En esta nueva época en la capital no sólo tiene como objetivo trabajar en Madrid, sino poder disfrutarla, y en eso está: “No yet, pero todo llegará. Confía en mí. Madrid es tan diverso, tan grande. Trato de conocer lugares distintos para una copa o para cenar. Me gusta estar con mis amigos. Trastear, ahora con estos, ahora con los otros, ahora que me llamen y me secuestren, me encanta”. Ha vivido en varias ciudades diferentes y no necesita mucho para establecerse en una: “Me da igual que tenga brea y carretera, o que sea de polvo y arena. Mi vida está dentro de mí, independientemente del país en el que me encuentre”.

A los taxistas iraníes les sorprendía mucho que viajara sola”

Montero tiene ese duende al que hay que ir cebando con nuevos viajes, y nuevas experiencias. Y no le importa ponerse el mundo por montera y plantarse sola en Irán. “Viajar sola te asegura que no te va a protestar nadie. En países como Irán, Camboya o Sudáfrica la gente tiene que tener mucha paciencia. Son países difíciles para viajar, muchas horas, muchas dificultades en el camino. No puedes estar quejándote porque tengas frío o porque hayas perdido el mapa, y no sepas llegar al hotel  y tengas que dormir esa noche en un saco a la intemperie”.

En su viaje a Irán convivió con una familia en Teherán. Le llamó la atención las dobles vidas que tenían los hombres y que no estaban permitidas por ley. “Para esas mujeres es una humillación aceptar que su marido está con otra. Además si reivindican su derecho de libertad de divorcio, les dejan sin la custodia de los hijos”. Continúa relatando en el bullicio de la redacción, cómo a los taxistas iraníes les sorprendía verla sola viajando por el país: “Era lo primero que me preguntaban.  Sin embargo, cuando iba con ellos estaban muy pendientes de que estuviera segura y bien. Es curioso lo protectores que eran conmigo, y luego ves la incongruencia del comportamiento con su esposa”.

“La vida se me queda muy pequeña”

Sus próximos destinos están situados en el hemisferio sur de la bola del mundo: “Del cinturón de la barriga para abajo son países de prioridad absoluta.
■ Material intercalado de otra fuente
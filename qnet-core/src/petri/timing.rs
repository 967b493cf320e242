//! Transition service: firing timers and the withdrawal handshake.
//!
//! Each enabled mode runs up to `timer_target(degree)` timers. When a timer
//! expires the transition asks every required input place for its jobs; a
//! place either hands over the full amount or nothing. A firing goes ahead
//! only if every place delivered, otherwise the partial withdrawal is put
//! back. One firing is in progress at a time; timers expiring meanwhile wait
//! their turn.

use std::collections::VecDeque;
use std::sync::Arc;

use tracing::{debug, trace};

use crate::context::Kernel;
use crate::distribution::ServiceStrategy;
use crate::error::Result;
use crate::event::{Address, Event, Handled, Message, SectionKind};
use crate::job::{JobId, NodeId};
use crate::scheduler::EventToken;
use crate::section::Serves;
use crate::Time;

use super::matrix::ModeSpec;

#[derive(Debug)]
struct Timer {
    due: Time,
    id: u64,
    /// `None` once expired and waiting for the current firing to finish.
    token: Option<EventToken>,
}

#[derive(Debug)]
struct InProgress {
    mode: usize,
    awaiting: usize,
    withdrawn: Vec<(NodeId, Vec<JobId>)>,
    failed: bool,
}

pub struct Timing {
    modes: Arc<Vec<ModeSpec>>,
    places: Vec<NodeId>,
    degrees: Vec<u32>,
    timers: Vec<Vec<Timer>>,
    deferred: VecDeque<(usize, u64)>,
    current: Option<InProgress>,
    next_id: u64,
    fired: u64,
    aborted: u64,
}

impl Timing {
    pub fn new(modes: Arc<Vec<ModeSpec>>, places: Vec<NodeId>) -> Self {
        let count = modes.len();
        Self {
            modes,
            places,
            degrees: vec![0; count],
            timers: (0..count).map(|_| Vec::new()).collect(),
            deferred: VecDeque::new(),
            current: None,
            next_id: 0,
            fired: 0,
            aborted: 0,
        }
    }

    /// Timers currently held by `mode`, including expired ones waiting.
    pub fn timers(&self, mode: usize) -> usize {
        self.timers[mode].len()
    }

    /// Completed firings.
    pub fn fired(&self) -> u64 {
        self.fired
    }

    /// Firings abandoned because a place could not deliver.
    pub fn aborted(&self) -> u64 {
        self.aborted
    }

    pub fn is_firing(&self) -> bool {
        self.current.is_some()
    }

    /// Brings the timer count of `mode` in line with its degree. Surplus
    /// timers are cancelled latest-expiring first.
    fn adjust(&mut self, kernel: &mut Kernel<'_>, mode: usize) -> Result<()> {
        let target = self.modes[mode].timer_target(self.degrees[mode]);
        while self.timers[mode].len() > target {
            let Some(latest) = self.timers[mode]
                .iter()
                .enumerate()
                .max_by(|(_, a), (_, b)| a.due.total_cmp(&b.due).then(a.id.cmp(&b.id)))
                .map(|(i, _)| i)
            else {
                break;
            };
            let timer = self.timers[mode].swap_remove(latest);
            match timer.token {
                Some(token) => {
                    kernel.cancel(token);
                }
                None => self.deferred.retain(|(m, id)| !(*m == mode && *id == timer.id)),
            }
        }
        let population = kernel.population();
        while self.timers[mode].len() < target {
            let delay = self.modes[mode].delay.wait(kernel.rng, population);
            let id = self.next_id;
            self.next_id += 1;
            let token = kernel.schedule_self(Event::Timing { mode, timer: id }, delay)?;
            self.timers[mode].push(Timer {
                due: kernel.now + delay,
                id,
                token: Some(token),
            });
        }
        Ok(())
    }

    fn begin(&mut self, kernel: &mut Kernel<'_>, mode: usize) -> Result<()> {
        kernel.send_local(SectionKind::Input, Event::ModeFiring { mode, active: true })?;
        let mut awaiting = 0;
        for (link, place) in self.places.iter().enumerate() {
            let counts = self.modes[mode].enabling.row(link);
            if counts.iter().all(|c| *c == 0) {
                continue;
            }
            kernel.send(
                Address::input(*place),
                Event::JobRequest {
                    mode,
                    counts: counts.to_vec(),
                },
            )?;
            awaiting += 1;
        }
        trace!(node = kernel.node().0, mode, awaiting, "firing started");
        self.current = Some(InProgress {
            mode,
            awaiting,
            withdrawn: Vec::new(),
            failed: false,
        });
        Ok(())
    }

    fn expire(&mut self, kernel: &mut Kernel<'_>, mode: usize, id: u64) -> Result<()> {
        let Some(index) = self.timers[mode].iter().position(|t| t.id == id) else {
            return Ok(());
        };
        if self.current.is_some() {
            self.timers[mode][index].token = None;
            self.deferred.push_back((mode, id));
            return Ok(());
        }
        self.timers[mode].swap_remove(index);
        self.begin(kernel, mode)
    }

    fn collect(
        &mut self,
        kernel: &mut Kernel<'_>,
        place: NodeId,
        jobs: Vec<JobId>,
        complete: bool,
    ) -> Result<()> {
        let Some(current) = self.current.as_mut() else {
            return Ok(());
        };
        if complete {
            current.withdrawn.push((place, jobs));
        } else {
            current.failed = true;
        }
        current.awaiting = current.awaiting.saturating_sub(1);
        if current.awaiting == 0 {
            self.finish(kernel)?;
        }
        Ok(())
    }

    fn finish(&mut self, kernel: &mut Kernel<'_>) -> Result<()> {
        let Some(done) = self.current.take() else {
            return Ok(());
        };
        if done.failed {
            self.aborted += 1;
            debug!(node = kernel.node().0, mode = done.mode, "firing aborted");
            for (place, jobs) in done.withdrawn {
                kernel.send(Address::input(place), Event::Restore { jobs })?;
            }
        } else {
            self.fired += 1;
            let consumed = done.withdrawn.into_iter().flat_map(|(_, jobs)| jobs).collect();
            kernel.send_local(
                SectionKind::Output,
                Event::Firing {
                    mode: done.mode,
                    consumed,
                },
            )?;
        }
        kernel.send_local(
            SectionKind::Input,
            Event::ModeFiring {
                mode: done.mode,
                active: false,
            },
        )?;
        for mode in (0..self.modes.len()).filter(|m| *m != done.mode) {
            self.adjust(kernel, mode)?;
        }
        while self.current.is_none() {
            let Some((mode, id)) = self.deferred.pop_front() else {
                break;
            };
            if let Some(index) = self.timers[mode].iter().position(|t| t.id == id) {
                self.timers[mode].swap_remove(index);
                self.begin(kernel, mode)?;
            }
        }
        Ok(())
    }
}

impl Serves for Timing {
    fn handle(&mut self, kernel: &mut Kernel<'_>, message: &Message) -> Result<Handled> {
        match &message.event {
            Event::Enabling { mode, degree } => {
                self.degrees[*mode] = *degree;
                self.adjust(kernel, *mode)?;
                Ok(Handled::Consumed)
            }
            Event::Timing { mode, timer } => {
                self.expire(kernel, *mode, *timer)?;
                Ok(Handled::Consumed)
            }
            Event::JobWithdrawn { jobs, complete, .. } => {
                self.collect(kernel, message.source.node, jobs.clone(), *complete)?;
                Ok(Handled::Consumed)
            }
            Event::Start | Event::Ack(_) => Ok(Handled::Consumed),
            Event::Job(_)
            | Event::Ready(_)
            | Event::Departed(_)
            | Event::PreemptRequest(_)
            | Event::Preempted(_)
            | Event::Bounced(_)
            | Event::ServiceDone(_)
            | Event::SetupDone(_)
            | Event::PowerDown { .. }
            | Event::PsCompletion
            | Event::Arrival(_)
            | Event::Renege(_)
            | Event::Retrial(_)
            | Event::JoinDone { .. }
            | Event::JobChange { .. }
            | Event::ModeFiring { .. }
            | Event::JobRequest { .. }
            | Event::Restore { .. }
            | Event::Firing { .. } => Ok(Handled::NotConsumed),
        }
    }

    fn busy_units(&self) -> f64 {
        self.timers.iter().map(Vec::len).sum::<usize>() as f64
    }
}

#[cfg(test)]
mod tests {
    use super::*;
    use crate::distribution::Distribution;
    use crate::job::ClassId;
    use crate::petri::TransitionMatrix;
    use crate::section::testing::Harness;
    use crate::topology::NodeKind;

    const P0: NodeId = NodeId(0);
    const P1: NodeId = NodeId(1);
    const T: NodeId = NodeId(2);

    fn mode(name: &str, need0: u32, need1: u32, servers: i64) -> ModeSpec {
        ModeSpec::new(
            name,
            TransitionMatrix::zeros(2, 1)
                .with(0, ClassId(0), need0)
                .with(1, ClassId(0), need1),
            TransitionMatrix::zeros(1, 1).with(0, ClassId(0), 1),
            Distribution::Deterministic(1.0),
        )
        .with_servers(servers)
    }

    fn setup(modes: Vec<ModeSpec>) -> (Harness, Timing) {
        let h = Harness::chain(&[NodeKind::Place, NodeKind::Place, NodeKind::Transition], 1)
            .link(0, 2)
            .link(1, 2);
        (h, Timing::new(Arc::new(modes), vec![P0, P1]))
    }

    fn deliver(h: &mut Harness, timing: &mut Timing, event: Event, from: Address) {
        let here = Address::service(T);
        let msg = h.message(event, from, here);
        timing.handle(&mut h.kernel(here), &msg).unwrap();
    }

    fn withdrawn(jobs: Vec<JobId>, complete: bool) -> Event {
        Event::JobWithdrawn {
            mode: 0,
            jobs,
            complete,
        }
    }

    #[test]
    fn test_timers_follow_degree_and_servers() {
        let (mut h, mut timing) = setup(vec![mode("single", 1, 0, 2), mode("open", 1, 0, -1)]);
        deliver(&mut h, &mut timing, Event::Enabling { mode: 0, degree: 5 }, Address::input(T));
        deliver(&mut h, &mut timing, Event::Enabling { mode: 1, degree: 5 }, Address::input(T));
        assert_eq!(timing.timers(0), 2);
        assert_eq!(timing.timers(1), 5);

        deliver(&mut h, &mut timing, Event::Enabling { mode: 1, degree: 1 }, Address::input(T));
        assert_eq!(timing.timers(1), 1);
        assert_eq!(h.queue.cancelled(), 4);
    }

    #[test]
    fn test_expiry_requests_required_places_only() {
        let (mut h, mut timing) = setup(vec![mode("m", 2, 0, 1)]);
        deliver(&mut h, &mut timing, Event::Enabling { mode: 0, degree: 1 }, Address::input(T));

        let expiry = h.next().unwrap();
        assert_eq!(expiry.event, Event::Timing { mode: 0, timer: 0 });
        timing.handle(&mut h.kernel(Address::service(T)), &expiry).unwrap();

        assert!(timing.is_firing());
        assert_eq!(timing.timers(0), 0);
        assert_eq!(
            h.drain_events(),
            vec![
                (Address::input(T), Event::ModeFiring { mode: 0, active: true }),
                (
                    Address::input(P0),
                    Event::JobRequest {
                        mode: 0,
                        counts: vec![2]
                    }
                ),
            ]
        );
    }

    #[test]
    fn test_complete_withdrawal_fires() {
        let (mut h, mut timing) = setup(vec![mode("m", 1, 1, 1)]);
        deliver(&mut h, &mut timing, Event::Enabling { mode: 0, degree: 1 }, Address::input(T));
        let expiry = h.next().unwrap();
        timing.handle(&mut h.kernel(Address::service(T)), &expiry).unwrap();
        h.drain_now();

        let a = h.kernel(Address::input(P0)).create_job(ClassId(0)).unwrap();
        let b = h.kernel(Address::input(P1)).create_job(ClassId(0)).unwrap();
        deliver(&mut h, &mut timing, withdrawn(vec![a], true), Address::input(P0));
        assert!(timing.is_firing());
        deliver(&mut h, &mut timing, withdrawn(vec![b], true), Address::input(P1));

        assert!(!timing.is_firing());
        assert_eq!(timing.fired(), 1);
        assert_eq!(
            h.drain_events(),
            vec![
                (
                    Address::output(T),
                    Event::Firing {
                        mode: 0,
                        consumed: vec![a, b]
                    }
                ),
                (Address::input(T), Event::ModeFiring { mode: 0, active: false }),
            ]
        );
    }

    #[test]
    fn test_partial_withdrawal_is_restored() {
        let (mut h, mut timing) = setup(vec![mode("m", 1, 1, 1)]);
        deliver(&mut h, &mut timing, Event::Enabling { mode: 0, degree: 1 }, Address::input(T));
        let expiry = h.next().unwrap();
        timing.handle(&mut h.kernel(Address::service(T)), &expiry).unwrap();
        h.drain_now();

        let a = h.kernel(Address::input(P0)).create_job(ClassId(0)).unwrap();
        deliver(&mut h, &mut timing, withdrawn(vec![a], true), Address::input(P0));
        deliver(&mut h, &mut timing, withdrawn(Vec::new(), false), Address::input(P1));

        assert_eq!(timing.aborted(), 1);
        assert_eq!(
            h.drain_events(),
            vec![
                (Address::input(P0), Event::Restore { jobs: vec![a] }),
                (Address::input(T), Event::ModeFiring { mode: 0, active: false }),
            ]
        );
    }

    #[test]
    fn test_expiry_during_firing_is_deferred() {
        let (mut h, mut timing) = setup(vec![mode("m", 1, 0, -1)]);
        deliver(&mut h, &mut timing, Event::Enabling { mode: 0, degree: 2 }, Address::input(T));
        let first = h.next().unwrap();
        let second = h.next().unwrap();
        timing.handle(&mut h.kernel(Address::service(T)), &first).unwrap();
        timing.handle(&mut h.kernel(Address::service(T)), &second).unwrap();
        h.drain_now();
        assert_eq!(timing.timers(0), 1);

        let a = h.kernel(Address::input(P0)).create_job(ClassId(0)).unwrap();
        deliver(&mut h, &mut timing, withdrawn(vec![a], true), Address::input(P0));

        // The deferred expiry starts the next firing straight away.
        assert!(timing.is_firing());
        assert_eq!(timing.timers(0), 0);
        let events = h.drain_events();
        assert!(events.contains(&(Address::input(T), Event::ModeFiring { mode: 0, active: true })));
        assert!(events.contains(&(
            Address::input(P0),
            Event::JobRequest {
                mode: 0,
                counts: vec![1]
            }
        )));
    }
}
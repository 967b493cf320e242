//! Statistics collection during a run.

use std::collections::BTreeMap;

use qnet_core::{ClassId, Measure, NodeId, Sample, StatisticsSink};
use serde::Serialize;

/// Running weighted mean of one series.
#[derive(Debug, Clone, Default, Serialize)]
pub struct Accumulator {
    pub count: u64,
    pub total_weight: f64,
    pub weighted_sum: f64,
    pub min: f64,
    pub max: f64,
}

impl Accumulator {
    fn add(&mut self, value: f64, weight: f64) {
        if self.count == 0 {
            self.min = value;
            self.max = value;
        } else {
            self.min = self.min.min(value);
            self.max = self.max.max(value);
        }
        self.count += 1;
        self.total_weight += weight;
        self.weighted_sum += value * weight;
    }

    /// Weighted mean, `None` before any positive weight was seen.
    pub fn mean(&self) -> Option<f64> {
        (self.total_weight > 0.0).then(|| self.weighted_sum / self.total_weight)
    }
}

/// Identifies a series: a measure at a station (or network-wide) for one
/// class (or all classes).
pub type SeriesKey = (Measure, Option<NodeId>, Option<ClassId>);

/// Collects weighted means per measure, station and class.
#[derive(Debug, Default)]
pub struct MetricsCollector {
    series: BTreeMap<SeriesKey, Accumulator>,
    samples: u64,
    last_time: f64,
}

impl MetricsCollector {
    pub fn new() -> Self {
        Self::default()
    }

    pub fn get(&self, measure: Measure, node: Option<NodeId>, class: Option<ClassId>) -> Option<&Accumulator> {
        self.series.get(&(measure, node, class))
    }

    pub fn mean(&self, measure: Measure, node: Option<NodeId>, class: Option<ClassId>) -> Option<f64> {
        self.get(measure, node, class).and_then(Accumulator::mean)
    }

    /// Number of samples of `measure` across every station and class.
    pub fn count(&self, measure: Measure) -> u64 {
        self.series
            .iter()
            .filter(|((m, _, _), _)| *m == measure)
            .map(|(_, acc)| acc.count)
            .sum()
    }

    /// Weighted mean of `measure` for `class` pooled over every station.
    pub fn pooled_mean(&self, measure: Measure, class: Option<ClassId>) -> Option<f64> {
        let (weight, sum) = self
            .series
            .iter()
            .filter(|((m, _, c), _)| *m == measure && *c == class)
            .fold((0.0, 0.0), |(w, s), (_, acc)| {
                (w + acc.total_weight, s + acc.weighted_sum)
            });
        (weight > 0.0).then(|| sum / weight)
    }

    /// Every series in key order.
    pub fn series(&self) -> impl Iterator<Item = (&SeriesKey, &Accumulator)> {
        self.series.iter()
    }

    pub fn samples(&self) -> u64 {
        self.samples
    }

    /// Time of the latest sample.
    pub fn last_time(&self) -> f64 {
        self.last_time
    }
}

impl StatisticsSink for MetricsCollector {
    fn record(&mut self, sample: Sample) {
        self.samples += 1;
        self.last_time = self.last_time.max(sample.time);
        self.series
            .entry((sample.measure, sample.node, sample.class))
            .or_default()
            .add(sample.value, sample.weight);
    }
}
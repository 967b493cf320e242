use tracing::debug;

use crate::context::Kernel;
use crate::distribution::{Distribution, ServiceStrategy};
use crate::error::Result;
use crate::event::{Event, Handled, Message, SectionKind};
use crate::job::ClassId;

use super::Admits;

/// Generates open-class arrivals from per-class interarrival strategies.
#[derive(Debug)]
pub struct SourceInput {
    interarrival: Vec<Option<Distribution>>,
    generated: u64,
}

impl SourceInput {
    pub fn new(interarrival: Vec<Option<Distribution>>) -> Self {
        Self {
            interarrival,
            generated: 0,
        }
    }

    pub fn generated(&self) -> u64 {
        self.generated
    }

    fn schedule_next(&self, kernel: &mut Kernel<'_>, class: ClassId) -> Result<()> {
        if let Some(distribution) = &self.interarrival[class.0] {
            let delay = distribution.wait(kernel.rng, 0);
            kernel.schedule_self(Event::Arrival(class), delay)?;
        }
        Ok(())
    }
}

impl Admits for SourceInput {
    fn handle(&mut self, kernel: &mut Kernel<'_>, message: &Message) -> Result<Handled> {
        match &message.event {
            Event::Start => {
                for class in 0..self.interarrival.len() {
                    self.schedule_next(kernel, ClassId(class))?;
                }
                Ok(Handled::Consumed)
            }
            Event::Arrival(class) => {
                let job = kernel.create_job(*class)?;
                kernel.enter_node(job)?;
                self.generated += 1;
                debug!(node = kernel.node().0, job = job.0, class = class.0, "arrival");
                kernel.send_local(SectionKind::Service, Event::Job(job))?;
                self.schedule_next(kernel, *class)?;
                Ok(Handled::Consumed)
            }
            Event::Ready(_) | Event::Departed(_) => Ok(Handled::Consumed),
            Event::Job(_)
            | Event::Ack(_)
            | Event::PreemptRequest(_)
            | Event::Preempted(_)
            | Event::Bounced(_)
            | Event::ServiceDone(_)
            | Event::SetupDone(_)
            | Event::PowerDown { .. }
            | Event::PsCompletion
            | Event::Renege(_)
            | Event::Retrial(_)
            | Event::JoinDone { .. }
            | Event::JobChange { .. }
            | Event::Enabling { .. }
            | Event::ModeFiring { .. }
            | Event::Timing { .. }
            | Event::JobRequest { .. }
            | Event::JobWithdrawn { .. }
            | Event::Restore { .. }
            | Event::Firing { .. } => Ok(Handled::NotConsumed),
        }
    }
}
//! Station graph: names, kinds and ordered output links.

use std::collections::HashMap;

use serde::Serialize;

use crate::job::NodeId;

/// Shape of a station, fixing which sections it is built from.
#[derive(Debug, Clone, Copy, PartialEq, Eq, Hash, Serialize)]
pub enum NodeKind {
    Source,
    Sink,
    Queue,
    Delay,
    Router,
    ClassSwitch,
    Cache,
    Fork,
    Join,
    Place,
    Transition,
}

impl NodeKind {
    pub fn as_str(&self) -> &'static str {
        match self {
            NodeKind::Source => "source",
            NodeKind::Sink => "sink",
            NodeKind::Queue => "queue",
            NodeKind::Delay => "delay",
            NodeKind::Router => "router",
            NodeKind::ClassSwitch => "class-switch",
            NodeKind::Cache => "cache",
            NodeKind::Fork => "fork",
            NodeKind::Join => "join",
            NodeKind::Place => "place",
            NodeKind::Transition => "transition",
        }
    }
}

/// Immutable directed graph of stations.
#[derive(Debug, Clone, Default)]
pub struct Topology {
    names: Vec<String>,
    kinds: Vec<NodeKind>,
    outputs: Vec<Vec<NodeId>>,
    inputs: Vec<Vec<NodeId>>,
    by_name: HashMap<String, NodeId>,
}

impl Topology {
    pub fn new() -> Self {
        Default::default()
    }

    /// Adds a station and returns its id. Name uniqueness is checked by the
    /// network builder.
    pub fn add_node(&mut self, name: impl Into<String>, kind: NodeKind) -> NodeId {
        let id = NodeId(self.names.len());
        let name = name.into();
        self.by_name.insert(name.clone(), id);
        self.names.push(name);
        self.kinds.push(kind);
        self.outputs.push(Vec::new());
        self.inputs.push(Vec::new());
        id
    }

    pub fn add_link(&mut self, from: NodeId, to: NodeId) {
        self.outputs[from.0].push(to);
        self.inputs[to.0].push(from);
    }

    pub fn len(&self) -> usize {
        self.names.len()
    }

    pub fn is_empty(&self) -> bool {
        self.names.is_empty()
    }

    pub fn name(&self, node: NodeId) -> &str {
        &self.names[node.0]
    }

    pub fn kind(&self, node: NodeId) -> NodeKind {
        self.kinds[node.0]
    }

    /// Output stations in link order.
    pub fn outputs(&self, node: NodeId) -> &[NodeId] {
        &self.outputs[node.0]
    }

    /// Stations linking into `node`, in link order.
    pub fn inputs(&self, node: NodeId) -> &[NodeId] {
        &self.inputs[node.0]
    }

    pub fn lookup(&self, name: &str) -> Option<NodeId> {
        self.by_name.get(name).copied()
    }

    pub fn is_sink(&self, node: NodeId) -> bool {
        self.kinds[node.0] == NodeKind::Sink
    }

    pub fn contains(&self, node: NodeId) -> bool {
        node.0 < self.names.len()
    }

    pub fn nodes(&self) -> impl Iterator<Item = NodeId> {
        (0..self.names.len()).map(NodeId)
    }
}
Me quiero ir ahora a Kenia. Me he llevado mucho de cada país, no son experiencias de usar y tirar. De cada país me quedo con relaciones personales con las que sigo manteniendo contacto”.  Montero irradia vitalidad y optimismo. Considera que le queda mucho por vivir, y matiza que no ha hecho nada “todavía”. “La vida se me queda tan pequeña que me gustaría recorrérmelo todo inmediatamente, dedicarme exclusivamente a eso, probablemente lo haga algún día”.  Aunque actualmente no tiene tiempo para plantearse un viaje de estas características, sí que tiene claro que está trabajando para “ganar dinerito” y en el futuro dedicarse a sus dos pasiones: viajar y escribir.

Aprovecha estas experiencias para reflexionar y sacar conclusiones que anota en su cuaderno de viajes. Mientras su diario de la vida lo publica todos sábados en una columna de opinión en la prensa. “Yo no quiero escribir para ganar premios, quiero escribir para contar mis experiencias y que sean útiles para los demás. Me llena mucho, pero es uno de los ejercicios más complejos cuando tengo poco de tiempo para la reflexión. Necesito silencio para macerar las noticias e ir buscando en la reflexión más allá de la obviedad. Lo paso  mal mientras veo cómo lo enfoco, pero en el momento en que escribo es un placer inigualable. Cuando lo he terminado, y dejo que repose un ratito, lo vuelvo a leer, lo envío al periódico, si hay un sms en el móvil que alguien me dice que le gusta. La satisfacción es muy plena”.